▸ Exercise directions
Every line from the first one in the listing down to the line with "let mut results = Vec::new();" should be restated word for word.

▸ Source material

^^^^^^^^

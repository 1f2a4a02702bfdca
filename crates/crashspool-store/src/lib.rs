//! Crashspool Store - durable report persistence
//!
//! Provides:
//! - `ReportStore`: the spool directory owner. Ingestion, atomic-rename
//!   state transitions, quota eviction, retention sweeps.
//! - `UploadLog`: the append-only `uploads.log` manifest recording
//!   successful uploads. Exempt from all retention sweeps.
//!
//! All state lives in file names (see `crashspool_core::domain::report`);
//! the store never keeps in-memory state beyond the ingest critical
//! section, so concurrent processes observing the same directory agree.

pub mod error;
pub mod store;
pub mod upload_log;

pub use error::StoreError;
pub use store::{PurgeStats, Report, ReportStore, StoreLimits};
pub use upload_log::{UploadLog, UploadLogEntry, UPLOAD_LOG_FILENAME};
//! Upload command - attempt every eligible report once

use anyhow::Result;
use clap::Args;
use crashspool_core::config::Config;
use crashspool_upload::UploadEvent;
use tokio::sync::mpsc;

use crate::output::Output;

use super::{build_coordinator, open_store};

#[derive(Debug, Args)]
pub struct UploadCommand {}

impl UploadCommand {
    pub async fn execute(&self, config: &Config, out: &Output) -> Result<()> {
        if !config.upload.consent {
            out.warn("upload.consent is disabled; eligible reports will be skipped");
        }

        let store = open_store(config);
        let (events_tx, mut events_rx) = mpsc::unbounded_channel();
        let coordinator = build_coordinator(config, store, Some(events_tx))?;

        coordinator.upload_all().await?;
        drop(coordinator);

        let mut uploaded = 0usize;
        let mut failed = 0usize;
        let mut skipped = 0usize;
        let mut results = Vec::new();
        while let Some(event) = events_rx.recv().await {
            match &event {
                UploadEvent::Succeeded { local_id, remote_id } => {
                    uploaded += 1;
                    results.push(serde_json::json!({
                        "local_id": local_id, "result": "uploaded", "remote_id": remote_id,
                    }));
                    if !out.is_json() {
                        out.success(&format!("{local_id} uploaded (remote id {remote_id})"));
                    }
                }
                UploadEvent::Failed { local_id, attempts } => {
                    failed += 1;
                    results.push(serde_json::json!({
                        "local_id": local_id, "result": "failed", "attempts": attempts,
                    }));
                    if !out.is_json() {
                        out.warn(&format!("{local_id} failed ({attempts} attempt(s) so far)"));
                    }
                }
                UploadEvent::Skipped { local_id } => {
                    skipped += 1;
                    results.push(serde_json::json!({
                        "local_id": local_id, "result": "skipped",
                    }));
                    if !out.is_json() {
                        out.warn(&format!("{local_id} skipped"));
                    }
                }
            }
        }

        if out.is_json() {
            out.print_json(&serde_json::json!({
                "uploaded": uploaded, "failed": failed, "skipped": skipped,
                "results": results,
            }));
        } else if uploaded + failed + skipped == 0 {
            println!("Nothing eligible to upload");
        }
        Ok(())
    }
}
//! Crashspool CLI - command-line interface for the crash report spool
//!
//! Provides commands for:
//! - Listing spooled reports and their lifecycle state
//! - Looking up upload status by local id
//! - Ingesting crash artifacts by hand
//! - Driving one-shot upload scans
//! - Force-uploading reports past the retry gate
//! - Running retention sweeps
//!
//! The CLI operates directly on the spool directory from the shared
//! configuration file; it does not talk to a running daemon.

use std::path::PathBuf;

use anyhow::Result;
use clap::{Parser, Subcommand};
use crashspool_core::config::Config;
use tracing_subscriber::EnvFilter;

mod commands;
mod output;

use commands::{
    force::ForceCommand, ingest::IngestCommand, list::ListCommand, purge::PurgeCommand,
    status::StatusCommand, upload::UploadCommand,
};
use output::{Output, OutputFormat};

#[derive(Debug, Parser)]
#[command(name = "crashspool", version, about = "Crash report spool manager")]
pub struct Cli {
    /// Output in JSON format
    #[arg(long, global = true)]
    json: bool,

    /// Use alternate config file
    #[arg(long, global = true)]
    config: Option<PathBuf>,

    #[command(subcommand)]
    command: Commands,
}

#[derive(Debug, Subcommand)]
pub enum Commands {
    /// List reports in the spool
    List(ListCommand),
    /// Show upload status for a report
    Status(StatusCommand),
    /// Copy a crash artifact into the spool
    Ingest(IngestCommand),
    /// Attempt every eligible report now
    Upload(UploadCommand),
    /// Force-upload a report, bypassing the retry gate
    Force(ForceCommand),
    /// Delete stale, uploaded and over-quota reports
    Purge(PurgeCommand),
}

#[tokio::main]
async fn main() -> Result<()> {
    let cli = Cli::parse();

    // Keep the CLI quiet unless RUST_LOG says otherwise.
    let env_filter = EnvFilter::try_from_default_env().unwrap_or_else(|_| EnvFilter::new("warn"));
    tracing_subscriber::fmt()
        .with_env_filter(env_filter)
        .without_time()
        .init();

    let config_path = cli.config.clone().unwrap_or_else(Config::default_path);
    let config = Config::load_or_default(&config_path);
    let out = Output::new(if cli.json {
        OutputFormat::Json
    } else {
        OutputFormat::Human
    });

    match cli.command {
        Commands::List(cmd) => cmd.execute(&config, &out),
        Commands::Status(cmd) => cmd.execute(&config, &out),
        Commands::Ingest(cmd) => cmd.execute(&config, &out),
        Commands::Upload(cmd) => cmd.execute(&config, &out).await,
        Commands::Force(cmd) => cmd.execute(&config, &out).await,
        Commands::Purge(cmd) => cmd.execute(&config, &out),
    }
}
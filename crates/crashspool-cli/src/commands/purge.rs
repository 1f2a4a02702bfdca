//! Purge command - run a retention sweep now

use anyhow::Result;
use clap::Args;
use crashspool_core::config::Config;

use crate::output::Output;

use super::open_store;

#[derive(Debug, Args)]
pub struct PurgeCommand {}

impl PurgeCommand {
    pub fn execute(&self, config: &Config, out: &Output) -> Result<()> {
        let store = open_store(config);
        let stats = store.purge()?;

        if out.is_json() {
            out.print_json(&serde_json::json!({
                "uploaded_deleted": stats.uploaded_deleted,
                "temporary_deleted": stats.temporary_deleted,
                "expired_deleted": stats.expired_deleted,
                "over_cap_deleted": stats.over_cap_deleted,
            }));
            return Ok(());
        }

        if stats.total() == 0 {
            println!("Nothing to purge");
        } else {
            out.success(&format!(
                "Purged {} report file(s): {} uploaded, {} temporary, {} expired, {} over cap",
                stats.total(),
                stats.uploaded_deleted,
                stats.temporary_deleted,
                stats.expired_deleted,
                stats.over_cap_deleted,
            ));
        }
        Ok(())
    }
}
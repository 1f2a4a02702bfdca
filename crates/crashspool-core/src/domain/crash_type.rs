//! Coarse crash classification
//!
//! A report is tagged with the process type that produced it, read from the
//! report payload by the classifier in the upload crate. The tag is used for
//! telemetry only and never affects upload eligibility.

use std::fmt::{self, Display, Formatter};

use serde::{Deserialize, Serialize};

/// Coarse process category of a crash report
#[derive(Debug, Clone, Copy, PartialEq, Eq, Hash, Serialize, Deserialize)]
#[serde(rename_all = "snake_case")]
pub enum CrashType {
    /// The main browser/host process
    Browser,
    /// A sandboxed renderer process
    Renderer,
    /// The GPU process
    Gpu,
    /// Anything unrecognized, including reports with no process-type marker
    Other,
}

impl CrashType {
    /// Stable lowercase label, used for metric labels and upload metadata.
    #[must_use]
    pub const fn label(&self) -> &'static str {
        match self {
            CrashType::Browser => "browser",
            CrashType::Renderer => "renderer",
            CrashType::Gpu => "gpu",
            CrashType::Other => "other",
        }
    }
}

impl Display for CrashType {
    fn fmt(&self, f: &mut Formatter<'_>) -> fmt::Result {
        f.write_str(self.label())
    }
}

#[cfg(test)]
mod tests {
    use super::*;

    #[test]
    fn test_labels_are_stable() {
        assert_eq!(CrashType::Browser.label(), "browser");
        assert_eq!(CrashType::Renderer.label(), "renderer");
        assert_eq!(CrashType::Gpu.label(), "gpu");
        assert_eq!(CrashType::Other.to_string(), "other");
    }
}
impl ReportStore {
    /// Creates a store for `dir` with the given limits.
    ///
    /// The directory is not created until [`ensure_directory`] or the first
    /// ingestion.
    ///
    /// [`ensure_directory`]: ReportStore::ensure_directory
    #[must_use]
    pub fn new(dir: PathBuf, limits: StoreLimits) -> Self {
        Self {
            dir,
            limits,
            ingest_lock: Mutex::new(()),
        }
    }

    /// The spool directory path
    #[must_use]
    pub fn dir(&self) -> &Path {
        &self.dir
    }

    /// Handle to the upload manifest inside this spool
    #[must_use]
    pub fn upload_log(&self) -> UploadLog {
        UploadLog::new(self.dir.join(UPLOAD_LOG_FILENAME))
    }

    /// Create the spool directory unless it already exists.
    ///
    /// Fails if the path exists as a non-directory.
    pub fn ensure_directory(&self) -> Result<(), StoreError> {
        if self.dir.exists() && !self.dir.is_dir() {
            return Err(StoreError::NotADirectory {
                path: self.dir.clone(),
            });
        }
        fs::create_dir_all(&self.dir)?;
        Ok(())
    }

    /// Copy at most `size_limit` bytes from `source` into a new pending
    /// report owned by `owner`.
    ///
    /// The bytes land in a temporary file first; quotas are enforced (per
    /// owner, then globally, evicting the oldest offending report) and the
    /// temporary is atomically renamed into its pending name. A source
    /// longer than `size_limit` aborts the ingestion with
    /// [`StoreError::TooLarge`] and leaves nothing behind.
    pub fn ingest(
        &self,
        source: &mut dyn Read,
        owner: OwnerId,
        size_limit: u64,
    ) -> Result<Report, StoreError> {
        self.ensure_directory()?;
        let _guard = self.ingest_lock.lock().unwrap_or_else(|e| e.into_inner());

        let tmp_path = self.dir.join(ReportName::temporary().file_name());
        if let Err(e) = copy_bounded(source, &tmp_path, size_limit) {
            if let Err(del) = fs::remove_file(&tmp_path) {
                debug!(path = %tmp_path.display(), error = %del, "No temporary to clean up");
            }
            return Err(e);
        }

        self.enforce_quotas(owner)?;

        let name = ReportName::fresh(owner);
        let path = self.dir.join(name.file_name());
        if let Err(e) = fs::rename(&tmp_path, &path) {
            warn!(error = %e, "Failed to promote temporary into pending report");
            let _ = fs::remove_file(&tmp_path);
            return Err(StoreError::Io(e));
        }

        info!(owner = %owner, report = %name, "Ingested crash report");
        Ok(Report {
            path,
            name,
            modified: SystemTime::now(),
        })
    }

    /// All parsed reports in the spool, newest-modified first.
    ///
    /// Ties are broken by path order so the result is a total order. Files
    /// that do not match the naming grammar (including the upload manifest)
    /// are not reports and are never returned.
    pub fn list_reports(&self) -> Result<Vec<Report>, StoreError> {
        let entries = match fs::read_dir(&self.dir) {
            Ok(entries) => entries,
            Err(e) if e.kind() == std::io::ErrorKind::NotFound => return Ok(Vec::new()),
            Err(e) => return Err(StoreError::Io(e)),
        };

        let mut reports = Vec::new();
        for entry in entries {
            let entry = entry?;
            let file_name = entry.file_name();
            let Some(file_name) = file_name.to_str() else {
                continue;
            };
            let Some(name) = ReportName::parse(file_name) else {
                continue;
            };
            let modified = entry
                .metadata()
                .and_then(|m| m.modified())
                .unwrap_or(SystemTime::UNIX_EPOCH);
            reports.push(Report {
                path: entry.path(),
                name,
                modified,
            });
        }

        reports.sort_by(|a, b| {
            b.modified
                .cmp(&a.modified)
                .then_with(|| a.path.cmp(&b.path))
        });
        Ok(reports)
    }

    /// Reports currently eligible for automatic upload, newest first.
    ///
    /// Pending reports pass only while their attempt count is below
    /// `max_tries`; forced reports always pass.
    pub fn list_eligible(&self, max_tries: u32) -> Result<Vec<Report>, StoreError> {
        Ok(self
            .list_reports()?
            .into_iter()
            .filter(|report| match report.name().state() {
                ReportState::Pending { attempts } => *attempts < max_tries,
                ReportState::Forced { .. } => true,
                _ => false,
            })
            .collect())
    }

    /// Find a non-terminal report by local id.
    ///
    /// Uploaded reports are never matched; the first match in
    /// newest-modified order wins.
    pub fn lookup_by_local_id(&self, local_id: &str) -> Result<Option<Report>, StoreError> {
        Ok(self.list_reports()?.into_iter().find(|report| {
            matches!(
                report.name().state(),
                ReportState::Pending { .. }
                    | ReportState::Skipped { .. }
                    | ReportState::Forced { .. }
            ) && report.name().matches_local_id(local_id)
        }))
    }

    /// Rename a report to its uploaded (terminal) marker.
    ///
    /// Applying this to an already-uploaded report is a logged no-op.
    pub fn mark_uploaded(&self, report: &Report) -> Result<Report, StoreError> {
        if report.name().state().is_terminal() {
            warn!(report = %report.name(), "Report already uploaded, leaving it untouched");
            return Ok(report.clone());
        }
        let target = report.name().to_uploaded()?;
        self.apply_transition(report, target)
    }

    /// Rename a report to its skipped marker, preserving its attempt count.
    pub fn mark_skipped(&self, report: &Report) -> Result<Report, StoreError> {
        let target = report.name().to_skipped()?;
        self.apply_transition(report, target)
    }

    /// Look up a report by local id and rename it to the forced marker with
    /// its attempt count reset to 0.
    ///
    /// Fails with an illegal-transition error if the only match was already
    /// uploaded, and with [`StoreError::NotFound`] if nothing matches.
    pub fn mark_forced(&self, local_id: &str) -> Result<Report, StoreError> {
        if let Some(report) = self.lookup_by_local_id(local_id)? {
            let target = report.name().to_forced()?;
            let forced = self.apply_transition(&report, target)?;
            info!(report = %forced.name(), "Report marked for forced upload");
            return Ok(forced);
        }

        let already_uploaded = self.list_reports()?.into_iter().any(|report| {
            report.name().state().is_terminal() && report.name().matches_local_id(local_id)
        });
        if already_uploaded {
            warn!(local_id, "Refusing to force an already-uploaded report");
            return Err(StoreError::Transition(DomainError::IllegalTransition {
                from: "uploaded",
                to: "forced",
            }));
        }
        Err(StoreError::NotFound(local_id.to_string()))
    }

    /// Delete a report file outright.
    ///
    /// Used when consent is withheld at attempt time; skipped-then-deleted
    /// reports never reach the network.
    pub fn delete(&self, report: &Report) -> Result<(), StoreError> {
        fs::remove_file(&report.path)?;
        debug!(report = %report.name(), "Report deleted");
        Ok(())
    }

    /// Rename a report to record one more failed upload attempt.
    pub fn increment_attempt(&self, report: &Report) -> Result<Report, StoreError> {
        let target = report.name().with_incremented_attempt()?;
        self.apply_transition(report, target)
    }

    /// Retention sweep.
    ///
    /// Uploaded and temporary reports are deleted unconditionally. Of the
    /// remainder, anything older than the maximum age is deleted, and the
    /// surviving reports are grouped by their base identifier (a report and
    /// its sidecar artifacts live or die together); only the most recently
    /// modified `max_groups_to_keep` groups are kept. The upload manifest is
    /// never touched.
    pub fn purge(&self) -> Result<PurgeStats, StoreError> {
        let mut stats = PurgeStats::default();
        let mut survivors = Vec::new();

        for report in self.list_reports()? {
            match report.name().state() {
                ReportState::Uploaded => {
                    if delete_file(report.path()) {
                        stats.uploaded_deleted += 1;
                    }
                }
                ReportState::Temporary => {
                    if delete_file(report.path()) {
                        stats.temporary_deleted += 1;
                    }
                }
                _ => survivors.push(report),
            }
        }

        let now = SystemTime::now();
        let mut recent_groups: HashSet<String> = HashSet::new();
        for report in survivors {
            let age = now
                .duration_since(report.modified())
                .unwrap_or(Duration::ZERO);
            if age > self.limits.max_age {
                if delete_file(report.path()) {
                    stats.expired_deleted += 1;
                }
                continue;
            }

            let group = group_key(&report);
            if recent_groups.contains(&group) {
                continue;
            }
            if recent_groups.len() < self.limits.max_groups_to_keep {
                recent_groups.insert(group);
            } else if delete_file(report.path()) {
                stats.over_cap_deleted += 1;
            }
        }

        if stats.total() > 0 {
            info!(
                uploaded = stats.uploaded_deleted,
                temporary = stats.temporary_deleted,
                expired = stats.expired_deleted,
                over_cap = stats.over_cap_deleted,
                "Purge sweep deleted reports"
            );
        }
        Ok(stats)
    }

    /// Non-terminal, non-temporary reports: the set both quota caps count.
    fn quota_population(&self) -> Result<Vec<Report>, StoreError> {
        Ok(self
            .list_reports()?
            .into_iter()
            .filter(|report| {
                matches!(
                    report.name().state(),
                    ReportState::Pending { .. }
                        | ReportState::Skipped { .. }
                        | ReportState::Forced { .. }
                )
            })
            .collect())
    }

    /// Evict the oldest offending report for each cap that is full.
    ///
    /// Eviction failures are logged and do not abort the ingestion; the
    /// store still accepts the new report (matching the original behavior
    /// of preferring fresh crashes over old ones).
    fn enforce_quotas(&self, owner: OwnerId) -> Result<(), StoreError> {
        let mut reports = self.quota_population()?;

        let owned_oldest = reports
            .iter()
            .rposition(|report| report.name().owner() == Some(owner));
        let owned_count = reports
            .iter()
            .filter(|report| report.name().owner() == Some(owner))
            .count();
        if owned_count >= self.limits.max_per_owner {
            if let Some(idx) = owned_oldest {
                warn!(
                    owner = %owner,
                    report = %reports[idx].name(),
                    "Per-owner quota reached, evicting oldest report"
                );
                if delete_file(reports[idx].path()) {
                    reports.remove(idx);
                }
            }
        }

        if reports.len() >= self.limits.max_total {
            if let Some(report) = reports.last() {
                warn!(
                    report = %report.name(),
                    "Global quota reached, evicting oldest report"
                );
                delete_file(report.path());
            }
        }

        Ok(())
    }

    /// Apply a state transition as one atomic rename.
    ///
    /// On rename failure the source report is deleted: callers must accept
    /// that a transition can degrade to deletion under filesystem failure.
    fn apply_transition(&self, report: &Report, target: ReportName) -> Result<Report, StoreError> {
        let to = self.dir.join(target.file_name());
        match fs::rename(&report.path, &to) {
            Ok(()) => {
                debug!(from = %report.name(), to = %target, "Report state transition");
                Ok(Report {
                    path: to,
                    name: target,
                    // rename preserves the content modification time
                    modified: report.modified,
                })
            }
            Err(e) => {
                warn!(report = %report.name(), error = %e, "Rename failed, deleting report");
                if let Err(del) = fs::remove_file(&report.path) {
                    warn!(
                        report = %report.name(),
                        error = %del,
                        "Failed to delete report after rename failure"
                    );
                }
                Err(StoreError::Io(e))
            }
        }
    }
}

^^^^^^^^

▸ Answer to this problem
repository 1f2a4a02702bfdca
filename crates/crashspool-store/src/lib.rs
//! Crashspool Store - durable report persistence
//!
//! Provides:
//! - `ReportStore`: the spool directory owner. Ingestion, atomic-rename
//!   state transitions, quota eviction, retention sweeps.
//! - `UploadLog`: the append-only `uploads.log` manifest recording
//!   successful uploads. Exempt from all retention sweeps.
//!
//! All state lives in file names (see `crashspool_core::domain::report`);
//! the store never keeps in-memory state beyond the ingest critical
//! section, so concurrent processes observing the same directory agree.

pub mod error;
pub mod store;
pub mod upload_log;

pub use error::StoreError;
pub use store::{PurgeStats, Report, ReportStore, StoreLimits};
pub use upload_log::{UploadLog, UploadLogEntry, UPLOAD_LOG_FILENAME};
//! Upload command - attempt every eligible report once

use anyhow::Result;
use clap::Args;
use crashspool_core::config::Config;
use crashspool_upload::UploadEvent;
use tokio::sync::mpsc;

use crate::output::Output;

use super::{build_coordinator, open_store};

#[derive(Debug, Args)]
pub struct UploadCommand {}

impl UploadCommand {
    pub async fn execute(&self, config: &Config, out: &Output) -> Result<()> {
        if !config.upload.consent {
            out.warn("upload.consent is disabled; eligible reports will be skipped");
        }

        let store = open_store(config);
        let (events_tx, mut events_rx) = mpsc::unbounded_channel();
        let coordinator = build_coordinator(config, store, Some(events_tx))?;

        coordinator.upload_all().await?;
        drop(coordinator);

        let mut uploaded = 0usize;
        let mut failed = 0usize;
        let mut skipped = 0usize;
        let mut results = Vec::new();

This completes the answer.